The Drug Treatment Centre Board has undertaken a novel approach to enhance outcomes in addiction treatment using charity sponsorship as an incentive for clients. The report evaluating this pilot initiative stated that: "Addiction treatment is multifaceted. There is no one solution that works for everyone. There is a need to identify novel approaches that will improve outcomes in addiction disorders, universally recognised as being difficult to treat. Offering clients the option of earning money for their chosen charity by making progress in their treatment appears to be an effective incentive for many. We are unaware of this approach being used anywhere else in the world."
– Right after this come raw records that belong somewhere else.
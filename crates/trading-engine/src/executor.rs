//! Per-bar fill logic.
//!
//! For each ticker and bar the executor evaluates, in order: the trailing
//! stop (longs only), take-profit, stop-loss, a directional signal closing
//! an opposing position, structured order matching, and finally a new entry.
//! Exits are tested against the bar's high and low so a stop or target
//! touched intrabar fills even if the close recovered. Once an exit fires
//! nothing else happens for that ticker on that bar.

use std::collections::HashMap;

use chrono::{DateTime, Utc};
use risk_manager::stop_loss::{ExitRules, ExitTrigger, TrailingStop};
use rust_decimal::Decimal;
use serde::{Deserialize, Serialize};
use tracing::{debug, error, info, warn};
use trading_core::config::ExecutionConfig;
use trading_core::types::{
    Bar, Direction, Fill, Order, OrderSide, OrderType, Signal, TradeReason, TradeType, Trade,
};
use trading_core::{Error, Result};

use crate::ledger::Ledger;
use crate::sizing::{PercentOfEquity, PositionSizer};

/// Per-ticker state that lives only while a position is open.
#[derive(Debug, Clone, Default, PartialEq, Serialize, Deserialize)]
pub struct ExecutorTrackers {
    #[serde(default)]
    pub trailing: HashMap<String, TrailingStop>,
    #[serde(default)]
    pub entry_dates: HashMap<String, DateTime<Utc>>,
}

/// What happened to one ticker on one bar.
#[derive(Debug, Clone, Default, PartialEq)]
pub struct BarOutcome {
    /// A trailing stop, take-profit, stop-loss or signal close fired.
    pub exit_executed: bool,
    pub fills: Vec<Fill>,
    /// Round trips closed on this bar.
    pub trades: Vec<Trade>,
}

impl BarOutcome {
    pub fn is_empty(&self) -> bool {
        self.fills.is_empty()
    }

    /// Net realized P&L of the fills on this bar.
    pub fn realized_pnl(&self) -> Decimal {
        self.fills.iter().filter_map(|f| f.realized_pnl).sum()
    }
}

/// Turns signals and exit rules into ledger mutations.
pub struct OrderExecutor {
    config: ExecutionConfig,
    rules: ExitRules,
    sizer: Box<dyn PositionSizer>,
    trackers: ExecutorTrackers,
}

impl OrderExecutor {
    pub fn new(config: ExecutionConfig, sizer: Box<dyn PositionSizer>) -> Self {
        Self {
            rules: ExitRules::from_config(&config),
            config,
            sizer,
            trackers: ExecutorTrackers::default(),
        }
    }

    /// Executor sizing entries at `position_size_pct` of equity.
    pub fn with_percent_sizing(config: ExecutionConfig) -> Self {
        let sizer = PercentOfEquity::new(config.position_size_pct);
        Self::new(config, Box::new(sizer))
    }

    pub fn config(&self) -> &ExecutionConfig {
        &self.config
    }

    pub fn trackers(&self) -> &ExecutorTrackers {
        &self.trackers
    }

    pub fn restore_trackers(&mut self, trackers: ExecutorTrackers) {
        self.trackers = trackers;
    }

    pub fn trailing_stop(&self, ticker: &str) -> Option<&TrailingStop> {
        self.trackers.trailing.get(ticker)
    }

    /// Evaluate one bar for one ticker. Validation failures are logged and
    /// leave the ledger untouched.
    pub fn process_bar(
        &mut self,
        ledger: &mut Ledger,
        ticker: &str,
        bar: &Bar,
        signal: Option<&Signal>,
    ) -> BarOutcome {
        let mut outcome = BarOutcome::default();

        if let Err(e) = bar.validate(ticker) {
            warn!(ticker = %ticker, error = %e, "Skipping malformed bar");
            return outcome;
        }

        if let Some(trigger) = self.check_exits(ledger, ticker, bar) {
            self.close_position(ledger, ticker, trigger.price, trigger.reason, bar, &mut outcome);
        }

        if !outcome.exit_executed {
            match signal {
                Some(Signal::Directional(direction)) => {
                    self.apply_direction(ledger, ticker, *direction, bar, &mut outcome)
                }
                Some(Signal::Order(order)) => {
                    self.apply_order(ledger, ticker, order, bar, &mut outcome)
                }
                None => {}
            }
        }

        ledger.mark(ticker, bar.close);
        outcome
    }

    /// Trailing stop, then take-profit, then stop-loss. The first one that
    /// fires wins and the rest are not evaluated.
    fn check_exits(&mut self, ledger: &Ledger, ticker: &str, bar: &Bar) -> Option<ExitTrigger> {
        let position = ledger.position(ticker)?;
        let entry = position.average_entry_price;
        let side = if position.is_long() {
            TradeType::Long
        } else {
            TradeType::Short
        };

        if side == TradeType::Long {
            if let Some(pct) = self.rules.trailing_stop_pct {
                let stop = self
                    .trackers
                    .trailing
                    .entry(ticker.to_string())
                    .or_insert_with(|| TrailingStop::new(entry, pct));
                if let Some(trigger) = stop.check(bar) {
                    return Some(trigger);
                }
            }
        }

        self.rules
            .check_take_profit(side, entry, bar)
            .or_else(|| self.rules.check_stop_loss(side, entry, bar))
    }

    fn apply_direction(
        &mut self,
        ledger: &mut Ledger,
        ticker: &str,
        direction: Direction,
        bar: &Bar,
        outcome: &mut BarOutcome,
    ) {
        let held = ledger.quantity(ticker);
        match direction {
            Direction::Flat => {}
            Direction::Long if held < Decimal::ZERO => {
                let price = self.slipped(OrderSide::Buy, bar.close);
                self.close_position(ledger, ticker, price, TradeReason::Signal, bar, outcome);
            }
            Direction::Short if held > Decimal::ZERO => {
                let price = self.slipped(OrderSide::Sell, bar.close);
                self.close_position(ledger, ticker, price, TradeReason::Signal, bar, outcome);
            }
            Direction::Long if held.is_zero() => {
                self.enter(ledger, ticker, OrderSide::Buy, bar, outcome);
            }
            Direction::Short if held.is_zero() => {
                if self.config.allow_short {
                    self.enter(ledger, ticker, OrderSide::Sell, bar, outcome);
                } else {
                    debug!(ticker = %ticker, "Short entries disabled, ignoring short signal");
                }
            }
            _ => {
                debug!(ticker = %ticker, direction = ?direction, "Already positioned, holding");
            }
        }
    }

    fn apply_order(
        &mut self,
        ledger: &mut Ledger,
        ticker: &str,
        order: &Order,
        bar: &Bar,
        outcome: &mut BarOutcome,
    ) {
        if let Err(e) = order.validate() {
            warn!(ticker = %ticker, error = %e, "Dropping invalid order");
            return;
        }
        if order.ticker != ticker {
            warn!(
                ticker = %ticker,
                order_ticker = %order.ticker,
                "Dropping order for a different ticker"
            );
            return;
        }

        let Some(price) = self.match_order(order, bar) else {
            debug!(
                ticker = %ticker,
                order_type = ?order.order_type,
                side = ?order.side,
                price = ?order.price,
                "Order not triggered on this bar"
            );
            return;
        };

        if let Err(e) = self.execute_fill(
            ledger,
            ticker,
            order.side,
            order.quantity,
            price,
            TradeReason::Order,
            bar.timestamp,
            outcome,
        ) {
            log_rejection(ticker, &e);
        }
    }

    /// Fill price for a structured order on this bar, if it triggers.
    fn match_order(&self, order: &Order, bar: &Bar) -> Option<Decimal> {
        let exec = self.slipped(order.side, bar.close);
        match (order.order_type, order.side) {
            (OrderType::Market, _) => Some(exec),
            (OrderType::Limit, OrderSide::Buy) => order
                .price
                .filter(|limit| bar.low <= *limit)
                .map(|limit| limit.min(exec)),
            (OrderType::Limit, OrderSide::Sell) => order
                .price
                .filter(|limit| bar.high >= *limit)
                .map(|limit| limit.max(exec)),
            // A bar that gaps through the stop fills at the open
            (OrderType::Stop, OrderSide::Buy) => order
                .price
                .filter(|stop| bar.high >= *stop)
                .map(|stop| stop.max(bar.open)),
            (OrderType::Stop, OrderSide::Sell) => order
                .price
                .filter(|stop| bar.low <= *stop)
                .map(|stop| stop.min(bar.open)),
        }
    }

    fn enter(
        &mut self,
        ledger: &mut Ledger,
        ticker: &str,
        side: OrderSide,
        bar: &Bar,
        outcome: &mut BarOutcome,
    ) {
        let price = self.slipped(side, bar.close);
        let mut quantity = self.sizer.size(ledger.total_equity(), price);

        if side == OrderSide::Buy {
            let unit_cost = price * (Decimal::ONE + self.config.commission_pct);
            let affordable = (ledger.cash() / unit_cost).floor();
            quantity = quantity.min(affordable);
        }

        if quantity <= Decimal::ZERO {
            debug!(ticker = %ticker, price = %price, "Position size rounds to zero, no entry");
            return;
        }

        if let Err(e) = self.execute_fill(
            ledger,
            ticker,
            side,
            quantity,
            price,
            TradeReason::Entry,
            bar.timestamp,
            outcome,
        ) {
            log_rejection(ticker, &e);
        }
    }

    fn close_position(
        &mut self,
        ledger: &mut Ledger,
        ticker: &str,
        price: Decimal,
        reason: TradeReason,
        bar: &Bar,
        outcome: &mut BarOutcome,
    ) {
        let Some(position) = ledger.position(ticker) else {
            return;
        };
        let quantity = position.quantity.abs();
        let side = if position.is_long() {
            OrderSide::Sell
        } else {
            OrderSide::Buy
        };

        match self.execute_fill(
            ledger,
            ticker,
            side,
            quantity,
            price,
            reason,
            bar.timestamp,
            outcome,
        ) {
            Ok(()) => outcome.exit_executed = true,
            Err(e) => log_rejection(ticker, &e),
        }
    }

    /// Apply one fill to the ledger, charge commission, record the fill and
    /// any closed round trip, and maintain the trackers.
    #[allow(clippy::too_many_arguments)]
    fn execute_fill(
        &mut self,
        ledger: &mut Ledger,
        ticker: &str,
        side: OrderSide,
        quantity: Decimal,
        price: Decimal,
        reason: TradeReason,
        timestamp: DateTime<Utc>,
        outcome: &mut BarOutcome,
    ) -> Result<()> {
        let before = ledger.position(ticker).cloned();
        let commission = quantity * price * self.config.commission_pct;

        let realized = match side {
            OrderSide::Buy => {
                let required = quantity * price + commission;
                if required > ledger.cash() {
                    return Err(Error::InsufficientFunds {
                        required,
                        available: ledger.cash(),
                    });
                }
                ledger.apply_buy(ticker, quantity, price)?
            }
            OrderSide::Sell => {
                let held = ledger.quantity(ticker);
                if held > Decimal::ZERO {
                    ledger.apply_sell(ticker, quantity, price)?
                } else if self.config.allow_short {
                    ledger.apply_short(ticker, quantity, price)?;
                    Decimal::ZERO
                } else {
                    return Err(Error::InsufficientPosition {
                        ticker: ticker.to_string(),
                        requested: quantity,
                        held: held.max(Decimal::ZERO),
                    });
                }
            }
        };
        ledger.charge_commission(commission)?;

        let closed = before
            .as_ref()
            .filter(|p| match side {
                OrderSide::Buy => p.is_short(),
                OrderSide::Sell => p.is_long(),
            })
            .map(|p| (p, quantity.min(p.quantity.abs())));

        let mut fill = Fill::new(ticker, side, quantity, price, timestamp, reason)
            .with_commission(commission);

        if let Some((position, closed_quantity)) = closed {
            fill = fill.with_realized_pnl(Some(realized - commission));
            let trade_type = if position.is_long() {
                TradeType::Long
            } else {
                TradeType::Short
            };
            let entry_date = self
                .trackers
                .entry_dates
                .get(ticker)
                .copied()
                .unwrap_or(timestamp);
            let trade = Trade::close(
                ticker,
                trade_type,
                closed_quantity,
                position.average_entry_price,
                price,
                entry_date,
                timestamp,
                reason,
            );
            info!(
                ticker = %ticker,
                reason = %reason,
                entry = %trade.entry_price,
                exit = %trade.exit_price,
                pnl = %trade.pnl,
                "Round trip closed"
            );
            outcome.trades.push(trade);
        }

        self.update_trackers(ledger, ticker, before.as_ref().map(|p| p.quantity), timestamp);

        info!(
            ticker = %ticker,
            side = ?side,
            quantity = %quantity,
            price = %price,
            commission = %commission,
            reason = %reason,
            cash = %ledger.cash(),
            "Fill executed"
        );
        outcome.fills.push(fill);
        Ok(())
    }

    fn update_trackers(
        &mut self,
        ledger: &Ledger,
        ticker: &str,
        quantity_before: Option<Decimal>,
        timestamp: DateTime<Utc>,
    ) {
        let Some(after) = ledger.position(ticker) else {
            self.trackers.trailing.remove(ticker);
            self.trackers.entry_dates.remove(ticker);
            return;
        };

        let opened = match quantity_before {
            None => true,
            Some(before) => before.is_sign_positive() != after.quantity.is_sign_positive(),
        };
        if !opened {
            return;
        }

        self.trackers
            .entry_dates
            .insert(ticker.to_string(), timestamp);
        match self.rules.trailing_stop_pct {
            Some(pct) if after.is_long() => {
                let stop = TrailingStop::new(after.average_entry_price, pct);
                debug!(ticker = %ticker, level = %stop.stop_level, "Trailing stop initialized");
                self.trackers.trailing.insert(ticker.to_string(), stop);
            }
            _ => {
                self.trackers.trailing.remove(ticker);
            }
        }
    }

    /// Adverse slippage: buys pay more, sells receive less.
    fn slipped(&self, side: OrderSide, price: Decimal) -> Decimal {
        match side {
            OrderSide::Buy => price * (Decimal::ONE + self.config.slippage_pct),
            OrderSide::Sell => price * (Decimal::ONE - self.config.slippage_pct),
        }
    }
}

fn log_rejection(ticker: &str, err: &Error) {
    if err.is_validation() {
        warn!(ticker = %ticker, error = %err, "Fill rejected, no change");
    } else {
        error!(ticker = %ticker, error = %err, "Fill failed");
    }
}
The Pilot initiative was undertaken in the Young Person's Program (YPP) at The Drug Treatment Centre Board over a twelve week period during the summer 2008. The YPP provides a treatment service for teenagers with very serious addictions, generally heroin dependence. Nine young people participated. Between them, they earned a total of 3115 Euro for a range of charities selected by themselves, including the ISPCC, The Jack & Jill Foundation & Temple Street Children's Hospital. They earned money for the charity through attendance at counselling sessions, demonstration of abstinence (confirmed by urinalysis) and the attainment of goals specific to their individualised care plan.
Mason Hayes+Curran, the leading business law firm kindly agreed to sponsor the YPP clients during this pilot.

A Consultant Child & Adolescent Psychiatrist working on the YPP, Dr Bobby Smyth said today: "This was a successful initiative. The clients seemed to get a lot out of it. We used a number of psychological measures to look at changes in their wellbeing during this pilot and we found improvement in all domains, especially in their self esteem. We also found reductions in drug use and successful detox completion. Clients obtained a deep satisfaction from the knowledge that their efforts in addressing their own addiction were going to have benefits for others through the charity sponsorship. It challenges the unfair stereotype that drug users are self centred or donít care about others".

Ann O'Driscoll a healthcare partner with Mason, Hayes+Curran said: "We are delighted to have supported this treatment initiative and appreciate the  many challenges in this type of intervention.  The initative is a great example of the positive impact of collaboration between healthcare providers and the professions while benefiting valuable charitable causes.  It is heartening to see evidence that teenage clients in the YPP were encouraged to make significant progress in tackling their addictions."

Dr Smyth went on to say: "We would now like to repeat this initiative on a larger scale and evaluate it more scientifically. We're optimistic that we will identify other partners in the commercial world, along with Mason Hayes+Curran, who are happy to channel money to charities via this route. We see it as a win-win situation for all."